Each Paralympics requires two completely different motions, Masters said. While cycling (pushing motions) was the focus for Tokyo, she would roller ski or log time on the ski erg to keep the ski muscles (pulling motions) awake. It was a delicate balance, she said, because sharpening them too much prior to the cycling competition would negatively impact her performance di lei.
“Keeping the cobwebs off those muscles,” said Masters, who won a bronze medal in rowing at the 2012 London Games.
By now, Masters’ cross country and biathlon muscles are in peak condition. After testing positive for COVID-19 on New Year’s Eve, she recovered in time to win her di lei 10th biathlon world title in Norway in January. She also won gold in the cross-country long distance race.

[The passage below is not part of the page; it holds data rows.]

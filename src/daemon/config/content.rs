use std::net::SocketAddr;
use std::path::PathBuf;

use serde::Deserialize;

#[derive(Debug, Clone, Deserialize)]
pub struct Configuration {
    pub duration: DurationSection,
    #[serde(default)]
    pub title: TitleSection,
    pub web: Option<WebSection>,
    #[serde(default)]
    pub runtime: RuntimeSection,
}

/// Phase lengths in seconds.
#[derive(Debug, Clone, Deserialize)]
pub struct DurationSection {
    pub pomodoro: u64,
    #[serde(rename = "break")]
    pub break_: u64,
}

#[derive(Debug, Clone, Deserialize)]
pub struct TitleSection {
    #[serde(default = "TitleSection::default_refresh")]
    pub refresh: u64,
    pub file: Option<PathBuf>,
}

impl TitleSection {
    fn default_refresh() -> u64 {
        10
    }
}

impl Default for TitleSection {
    fn default() -> Self {
        Self {
            refresh: Self::default_refresh(),
            file: None,
        }
    }
}

#[derive(Debug, Clone, Deserialize)]
pub struct WebSection {
    pub address: SocketAddr,
    pub root: PathBuf,
}

#[derive(Debug, Clone, Default, Deserialize)]
pub struct RuntimeSection {
    pub socket: Option<PathBuf>,
    pub pid: Option<PathBuf>,
}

Making equipment for para-athletes more accessible
The equipment aspect of para-athletics will always be on top of Masters’ mind. So much that she already has a plan – one that obviously involves coffee – to create more opportunities for disabled youth to try sports.
“One of the things I wish people knew about Paralympic sport is just the equipment side of it and how hard it is just to even try a sport,” said Masters.
Masters’ ski cost $ 5,000. It is made to her own height and weight and foot size. Her sponsors di lei and the US Olympic and Paralympic Committee help allay equipment and training costs, but Masters remembers living out of her car earlier in her career to save money for custom skis.
“What a lot of people don’t realize is – I’ve broken my sis ski multiple times,” Masters said. “And it’s not just, go back and get a new one. You have to pay all over again. A lot of times, it’s custom-made.”
Masters has partnered with another sponsor, The Hartford, and its “Ability Equipped” program that gifts disabled children equipment to try sports. Last year, she surprised 22-year-old Keegan Moreau with her own custom-made skis.
“I loved seeing the passion (she had) about her sport, alpine skiing,” Masters said. “I wish I had as much guts as she does to go down the hill. I like to control my own destiny going up the hill.”
To Masters’ surprise, Moreau knew who she was.
“It’s so strange to think of yourself as an inspiration for someone,” she said. “I’m just living a life where I wish I had that person to look up to, where I wish I could see someone who looks like me or identify with. Like, ‘Oh, she has no legs. I can be an athlete . I can do all of these things. ‘ ”
In the “Masters” plan, she wants to operate a mobile coffee shop that drives across the country. The business would donate a portion of the profits to a local Paralympic program or athlete, Masters said.
Masters fell in love with coffee – particularly going home smelling like a roastery – while working at Starbucks in her native Louisville, Kentucky as a teenager.
“When someone says they don’t like coffee, I firmly believe they haven’t had the right cup of coffee, or made the right way,” Masters said.
As for the hot vs. iced debate, Masters is neutral.
She likes both – just like a dual-Paralympics athlete would.